LONDON — Britain’s News of the World tabloid apologised in court Tuesday for hacking into the mobile phone messages of actress Sienna Miller and agreed to pay her £100,000 ($165,000, 110,000 euros) in damages and legal costs.
The Rupert Murdoch-owned newspaper said sorry at London’s High Court for illegally accessing the 29-year-old’s messages after admitting liability at a hearing last month, in the latest twist in a long-running scandal.
Michael Silverleaf, the lawyer for News Group Newspapers, the publisher of Britain’s biggest-selling weekly, offered the group’s “sincere apologies” to the actress.
It came two months after the paper printed an apology for phone-hacking in a controversy that has engulfed a string of high-profile figures and in 2007 led to the jailing of one of a journalist and a private investigator.
At Tuesday’s hearing, which Miller did not attend, her lawyer David Sherborne said numerous articles were printed about the actress that contained “intrusive and private information”.
He said News Group Newspapers had accepted that “confidential and private information had been obtained by the unlawful access of the claimant’s voicemail messages.”
Miller was granted an injunction to prevent further unlawful accessing of her voicemail or publication of private information.
The paper has set up a compensation fund, reportedly worth about £20 million, to pay phone-hacking victims.
The payout to Miller is the tabloid’s latest attempt to draw a line under a scandal that has dogged it for years and been a source of embarrassment for Australian media mogul Murdoch.
Police were forced to reopen an investigation in January following a stream of fresh allegations, and have arrested several journalists from the newspaper in recent months.
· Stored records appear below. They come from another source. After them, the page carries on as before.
//! Sylius shop API client.
//!
//! # Architecture
//!
//! - Thin REST adapter: one upstream request per operation, no local state
//! - Sylius is source of truth - NO local sync, no caching, no retries
//! - Raw upstream DTOs are normalized into the storefront's internal shape
//!
//! # Example
//!
//! ```rust,ignore
//! use sylius_storefront::sylius::SyliusClient;
//!
//! let client = SyliusClient::new(&config);
//!
//! // List products in a collection, cheapest first
//! let products = client
//!     .get_collection_products("t-shirts", Some(ProductSortKey::Price), false)
//!     .await?;
//! ```

mod rest;
pub mod types;

pub use rest::query::{ProductQuery, ProductSortKey};
pub use rest::{ApiResponse, SyliusClient};
pub use types::*;

use serde::Deserialize;
use thiserror::Error;

/// Errors that can occur when interacting with the Sylius shop API.
#[derive(Debug, Error)]
pub enum SyliusError {
    /// HTTP request failed (upstream unreachable, connection dropped, ...).
    #[error("HTTP error: {0}")]
    Http(#[from] reqwest::Error),

    /// JSON parsing failed.
    #[error("JSON parse error: {0}")]
    Parse(#[from] serde_json::Error),

    /// The response body carried an `errors` envelope, regardless of status.
    #[error("API errors: {}", format_api_errors(.0))]
    Api(Vec<ApiError>),

    /// Non-success HTTP status without an error envelope in the body.
    #[error("HTTP status {0} with no error details")]
    Status(reqwest::StatusCode),

    /// Resource not found.
    #[error("Not found: {0}")]
    NotFound(String),
}

/// One entry of the upstream `errors` array.
#[derive(Debug, Clone, Default, Deserialize)]
#[serde(default, rename_all = "camelCase")]
pub struct ApiError {
    /// Error message.
    pub message: String,
    /// Path of the offending field, for validation errors.
    pub property_path: Option<String>,
    /// Upstream error code, when one is reported.
    pub code: Option<i64>,
}

impl ApiError {
    /// Decode one entry of the `errors` array. Entries that are not the
    /// expected object shape are kept verbatim as the message.
    pub(crate) fn from_value(value: &serde_json::Value) -> Self {
        serde_json::from_value(value.clone()).unwrap_or_else(|_| Self {
            message: value.to_string(),
            property_path: None,
            code: None,
        })
    }
}

fn format_api_errors(errors: &[ApiError]) -> String {
    if errors.is_empty() {
        return "(no error details provided)".to_string();
    }

    errors
        .iter()
        .enumerate()
        .map(|(i, e)| {
            let mut parts = Vec::new();

            if !e.message.is_empty() {
                parts.push(e.message.clone());
            }

            if let Some(path) = &e.property_path {
                parts.push(format!("at {path}"));
            }

            if parts.is_empty() {
                format!("[error {}]: (no details)", i + 1)
            } else {
                parts.join(" ")
            }
        })
        .collect::<Vec<_>>()
        .join("; ")
}

#[cfg(test)]
mod tests {
    use super::*;

    #[test]
    fn test_sylius_error_display() {
        let err = SyliusError::NotFound("product-123".to_string());
        assert_eq!(err.to_string(), "Not found: product-123");
    }

    #[test]
    fn test_status_error_display() {
        let err = SyliusError::Status(reqwest::StatusCode::BAD_GATEWAY);
        assert_eq!(err.to_string(), "HTTP status 502 Bad Gateway with no error details");
    }

    #[test]
    fn test_api_error_formatting() {
        let errors = vec![
            ApiError {
                message: "Quantity must be positive".to_string(),
                property_path: None,
                code: None,
            },
            ApiError {
                message: "Unknown variant".to_string(),
                property_path: Some("items[0].variantCode".to_string()),
                code: None,
            },
        ];
        let err = SyliusError::Api(errors);
        assert_eq!(
            err.to_string(),
            "API errors: Quantity must be positive; Unknown variant at items[0].variantCode"
        );
    }

    #[test]
    fn test_api_error_no_details() {
        let errors = vec![ApiError::default()];
        let err = SyliusError::Api(errors);
        assert_eq!(err.to_string(), "API errors: [error 1]: (no details)");
    }

    #[test]
    fn test_api_error_empty_vec() {
        let err = SyliusError::Api(vec![]);
        assert_eq!(err.to_string(), "API errors: (no error details provided)");
    }

    #[test]
    fn test_api_error_from_object_value() {
        let value = serde_json::json!({
            "message": "Not enough stock",
            "propertyPath": "quantity",
            "code": 4002
        });
        let err = ApiError::from_value(&value);
        assert_eq!(err.message, "Not enough stock");
        assert_eq!(err.property_path.as_deref(), Some("quantity"));
        assert_eq!(err.code, Some(4002));
    }

    #[test]
    fn test_api_error_from_bare_string_value() {
        let value = serde_json::json!("boom");
        let err = ApiError::from_value(&value);
        assert_eq!(err.message, "\"boom\"");
        assert!(err.property_path.is_none());
    }
}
In 2007, the initial probe led to the jailing of royal correspondent Clive Goodman and a private investigator for hacking into the mobile phone messages of Princes William and Harry.
The controversy led in January to the resignation of Andy Coulson, Prime Minister David Cameron’s head of communications, who was the tabloid’s editor when the scandal first broke.
He had quit as editor in 2007 but denied any knowledge of phone-hacking. When he left Cameron’s office, he continued to deny wrongdoing but said the ongoing scandal was distracting him from his job.